→ **TRY IT**
Transcribe exactly the span of lines that begins the records and ends with the line holding "const CRITICAL_TAGS: &[&str]", both boundary lines included.

→ **RECORDS FOR THIS TASK**
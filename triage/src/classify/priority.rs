//! Priority classification from chat-session signals.

use serde::{Deserialize, Serialize};

use super::first_matching_tag;
use crate::ticket::session::ChatSession;

/// Ticket urgency. Ordered `Low < Medium < High < Critical`.
#[derive(Debug, Clone, Copy, PartialEq, Eq, PartialOrd, Ord, Hash, Serialize, Deserialize)]
#[serde(rename_all = "snake_case")]
pub enum Priority {
    Low,
    Medium,
    High,
    Critical,
}

impl Priority {
    pub fn all() -> &'static [Priority] {
        &[Self::Low, Self::Medium, Self::High, Self::Critical]
    }

    /// One step more urgent, saturating at `Critical`
    pub fn increase(self) -> Self {
        match self {
            Self::Low => Self::Medium,
            Self::Medium => Self::High,
            Self::High => Self::Critical,
            Self::Critical => Self::Critical,
        }
    }
}

impl std::fmt::Display for Priority {
    fn fmt(&self, f: &mut std::fmt::Formatter<'_>) -> std::fmt::Result {
        match self {
            Self::Low => write!(f, "low"),
            Self::Medium => write!(f, "medium"),
            Self::High => write!(f, "high"),
            Self::Critical => write!(f, "critical"),
        }
    }
}

/// Tags that make a ticket critical regardless of anything else.
const CRITICAL_TAGS: &[&str] = &["security", "breach", "critical", "urgent"];

/// Tags that lift an otherwise calm ticket to medium.
const MEDIUM_TAGS: &[&str] = &["billing", "payment", "api", "integration"];

/// Classify a chat session's priority. First matching rule wins:
///
/// 1. critical tag → `Critical`
/// 2. human handoff or negative satisfaction → `High`
/// 3. billing/payment/api/integration tag → `Medium`
/// 4. otherwise `Low`
pub fn classify_priority(session: &ChatSession) -> Priority {
    if first_matching_tag(&session.tags, CRITICAL_TAGS).is_some() {
        return Priority::Critical;
    }

    if session.handoff_occurred || session.is_negative() {
        return Priority::High;
    }

    if first_matching_tag(&session.tags, MEDIUM_TAGS).is_some() {
        return Priority::Medium;
    }

    Priority::Low
}

#[cfg(test)]
mod tests {
    use super::*;
    use crate::ticket::session::{Platform, Satisfaction};

    fn session(tags: &[&str]) -> ChatSession {
        ChatSession::new("chat-1", "cust-1", "Ana", Platform::Web).with_tags(tags.iter().copied())
    }

    #[test]
    fn test_security_tag_is_critical() {
        assert_eq!(classify_priority(&session(&["security"])), Priority::Critical);
        assert_eq!(classify_priority(&session(&["other", "urgent"])), Priority::Critical);
    }

    #[test]
    fn test_critical_tag_beats_handoff() {
        let s = session(&["breach"]).with_handoff(true);
        assert_eq!(classify_priority(&s), Priority::Critical);
    }

    #[test]
    fn test_handoff_beats_billing() {
        let s = session(&["billing"]).with_handoff(true);
        assert_eq!(classify_priority(&s), Priority::High);
    }

    #[test]
    fn test_negative_satisfaction_is_high() {
        let s = session(&[]).with_satisfaction(Satisfaction::Negative);
        assert_eq!(classify_priority(&s), Priority::High);
    }

    #[test]
    fn test_billing_is_medium() {
        assert_eq!(classify_priority(&session(&["payment"])), Priority::Medium);
        assert_eq!(classify_priority(&session(&["API"])), Priority::Medium);
    }

    #[test]
    fn test_plain_session_is_low() {
        let s = session(&["shipping"]).with_satisfaction(Satisfaction::Positive);
        assert_eq!(classify_priority(&s), Priority::Low);
    }

    #[test]
    fn test_increase_saturates() {
        assert_eq!(Priority::Low.increase(), Priority::Medium);
        assert_eq!(Priority::High.increase(), Priority::Critical);
        let mut p = Priority::Critical;
        for _ in 0..10 {
            p = p.increase();
        }
        assert_eq!(p, Priority::Critical);
    }

    #[test]
    fn test_increase_is_monotonic() {
        for &p in Priority::all() {
            assert!(p.increase() >= p);
        }
    }
}
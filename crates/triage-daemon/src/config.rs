use anyhow::{bail, Context, Result};
use clap::Parser;
use std::path::PathBuf;
use std::time::Duration;
use triage::EngineConfig;

/// Command-line arguments
#[derive(Parser, Debug, Clone)]
#[command(author, version, about, long_about = None)]
pub struct DaemonArgs {
    /// JSON array of finished chat sessions to turn into tickets
    #[arg(long, env = "TRIAGE_SESSIONS_PATH")]
    pub sessions: PathBuf,

    /// JSON array of support agents
    #[arg(long, env = "TRIAGE_AGENTS_PATH")]
    pub agents: PathBuf,

    /// JSON array of knowledge-base entries (built-in samples when omitted)
    #[arg(long, env = "TRIAGE_KNOWLEDGE_PATH")]
    pub knowledge: Option<PathBuf>,

    /// TOML engine configuration; TRIAGE_* env vars still override it
    #[arg(long, env = "TRIAGE_CONFIG_PATH")]
    pub config: Option<PathBuf>,

    /// Seconds between escalation sweeps
    #[arg(long, env = "TRIAGE_SWEEP_INTERVAL_SECS", default_value_t = 60)]
    pub interval_secs: u64,

    /// Actor recorded on sweep escalations
    #[arg(long, env = "TRIAGE_ESCALATED_BY", default_value = "system")]
    pub escalated_by: String,

    /// Run a single sweep and exit
    #[arg(long, default_value_t = false)]
    pub once: bool,

    /// Write the resulting tickets here instead of stdout
    #[arg(long)]
    pub output: Option<PathBuf>,
}

/// Resolved daemon configuration.
#[derive(Debug, Clone)]
pub struct DaemonConfig {
    pub sessions_path: PathBuf,
    pub agents_path: PathBuf,
    pub knowledge_path: Option<PathBuf>,
    pub output_path: Option<PathBuf>,
    pub sweep_interval: Duration,
    pub escalated_by: String,
    pub once: bool,
    pub engine: EngineConfig,
}

impl DaemonConfig {
    /// Resolve args into a config: engine defaults, then the TOML file,
    /// then `TRIAGE_*` environment overrides.
    pub fn from_args(args: DaemonArgs) -> Result<Self> {
        let mut engine = match &args.config {
            Some(path) => EngineConfig::from_file(path)
                .with_context(|| format!("Failed to load engine config {}", path.display()))?,
            None => EngineConfig::default(),
        };
        engine
            .apply_env()
            .context("Invalid TRIAGE_* environment override")?;

        if args.interval_secs == 0 {
            bail!("--interval-secs must be at least 1");
        }
        if args.escalated_by.trim().is_empty() {
            bail!("--escalated-by must not be blank");
        }

        Ok(Self {
            sessions_path: args.sessions,
            agents_path: args.agents,
            knowledge_path: args.knowledge,
            output_path: args.output,
            sweep_interval: Duration::from_secs(args.interval_secs),
            escalated_by: args.escalated_by,
            once: args.once,
            engine,
        })
    }
}
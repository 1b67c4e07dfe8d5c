//! Ticket title and description generation from chat transcripts.

use crate::config::TextLimits;
use crate::ticket::session::ChatSession;

const ELLIPSIS: &str = "...";

/// Keep the first `max_chars` characters, appending `...` if anything was cut
pub fn truncate_with_ellipsis(text: &str, max_chars: usize) -> String {
    let text = text.trim();
    match text.char_indices().nth(max_chars) {
        Some((cut, _)) => format!("{}{}", text[..cut].trim_end(), ELLIPSIS),
        None => text.to_string(),
    }
}

/// First customer message, or a generic line naming the customer
pub fn generate_title(session: &ChatSession, limits: &TextLimits) -> String {
    let first = session
        .customer_messages()
        .map(|m| m.content.trim())
        .find(|c| !c.is_empty());
    match first {
        Some(content) => truncate_with_ellipsis(&collapse_whitespace(content), limits.title_max_chars),
        None => {
            let who = if session.customer_name.trim().is_empty() {
                session.customer_id.as_str()
            } else {
                session.customer_name.trim()
            };
            truncate_with_ellipsis(
                &format!("Chat support request from {}", who),
                limits.title_max_chars,
            )
        }
    }
}

/// All customer messages joined by spaces, or a session summary line
pub fn generate_description(session: &ChatSession, limits: &TextLimits) -> String {
    let joined = session
        .customer_messages()
        .map(|m| collapse_whitespace(&m.content))
        .filter(|c| !c.is_empty())
        .collect::<Vec<_>>()
        .join(" ");

    if joined.is_empty() {
        return truncate_with_ellipsis(
            &format!(
                "Chat session {} on {} ended without customer messages",
                session.id, session.platform
            ),
            limits.description_max_chars,
        );
    }
    truncate_with_ellipsis(&joined, limits.description_max_chars)
}

fn collapse_whitespace(text: &str) -> String {
    text.split_whitespace().collect::<Vec<_>>().join(" ")
}
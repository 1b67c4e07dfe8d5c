//! SLA policy: response deadline from priority.

use chrono::{DateTime, Duration, Utc};
use serde::{Deserialize, Serialize};

use crate::classify::Priority;

/// Longest SLA window a policy may configure (ten years)
pub const MAX_SLA_HOURS: i64 = 10 * 365 * 24;

/// Response-time budget per priority, in hours
#[derive(Debug, Clone, Copy, PartialEq, Eq, Serialize, Deserialize)]
#[serde(default)]
pub struct SlaPolicy {
    pub critical_hours: i64,
    pub high_hours: i64,
    pub medium_hours: i64,
    pub low_hours: i64,
}

impl Default for SlaPolicy {
    fn default() -> Self {
        Self {
            critical_hours: 2,
            high_hours: 4,
            medium_hours: 24,
            low_hours: 48,
        }
    }
}

impl SlaPolicy {
    pub fn hours_for(&self, priority: Priority) -> i64 {
        match priority {
            Priority::Critical => self.critical_hours,
            Priority::High => self.high_hours,
            Priority::Medium => self.medium_hours,
            Priority::Low => self.low_hours,
        }
    }

    /// Deadline for `priority` counted from `reference` (creation time, or
    /// the time of the latest escalation). Saturates at the latest
    /// representable instant instead of overflowing.
    pub fn deadline(&self, priority: Priority, reference: DateTime<Utc>) -> DateTime<Utc> {
        Duration::try_hours(self.hours_for(priority))
            .and_then(|budget| reference.checked_add_signed(budget))
            .unwrap_or(DateTime::<Utc>::MAX_UTC)
    }

    /// Hours must be positive, at most [`MAX_SLA_HOURS`], and must not
    /// loosen as priority rises
    pub fn validate(&self) -> Result<(), String> {
        let ladder = [
            ("low_hours", self.low_hours),
            ("medium_hours", self.medium_hours),
            ("high_hours", self.high_hours),
            ("critical_hours", self.critical_hours),
        ];
        if let Some((name, _)) = ladder.iter().find(|(_, h)| *h <= 0) {
            return Err(format!("sla.{} must be positive", name));
        }
        if let Some((name, hours)) = ladder.iter().find(|(_, h)| *h > MAX_SLA_HOURS) {
            return Err(format!(
                "sla.{} ({}) exceeds the {} hour limit",
                name, hours, MAX_SLA_HOURS
            ));
        }
        for pair in ladder.windows(2) {
            if pair[1].1 > pair[0].1 {
                return Err(format!(
                    "sla.{} ({}) exceeds sla.{} ({})",
                    pair[1].0, pair[1].1, pair[0].0, pair[0].1
                ));
            }
        }
        Ok(())
    }
}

→ **SOLVED PROBLEM**
filename triage/src/classify/priority.rs
//! Priority classification from chat-session signals.

use serde::{Deserialize, Serialize};

use super::first_matching_tag;
use crate::ticket::session::ChatSession;

/// Ticket urgency. Ordered `Low < Medium < High < Critical`.
#[derive(Debug, Clone, Copy, PartialEq, Eq, PartialOrd, Ord, Hash, Serialize, Deserialize)]
#[serde(rename_all = "snake_case")]
pub enum Priority {
    Low,
    Medium,
    High,
    Critical,
}

impl Priority {
    pub fn all() -> &'static [Priority] {
        &[Self::Low, Self::Medium, Self::High, Self::Critical]
    }

    /// One step more urgent, saturating at `Critical`
    pub fn increase(self) -> Self {
        match self {
            Self::Low => Self::Medium,
            Self::Medium => Self::High,
            Self::High => Self::Critical,
            Self::Critical => Self::Critical,
        }
    }
}

impl std::fmt::Display for Priority {
    fn fmt(&self, f: &mut std::fmt::Formatter<'_>) -> std::fmt::Result {
        match self {
            Self::Low => write!(f, "low"),
            Self::Medium => write!(f, "medium"),
            Self::High => write!(f, "high"),
            Self::Critical => write!(f, "critical"),
        }
    }
}

/// Tags that make a ticket critical regardless of anything else.
const CRITICAL_TAGS: &[&str] = &["security", "breach", "critical", "urgent"];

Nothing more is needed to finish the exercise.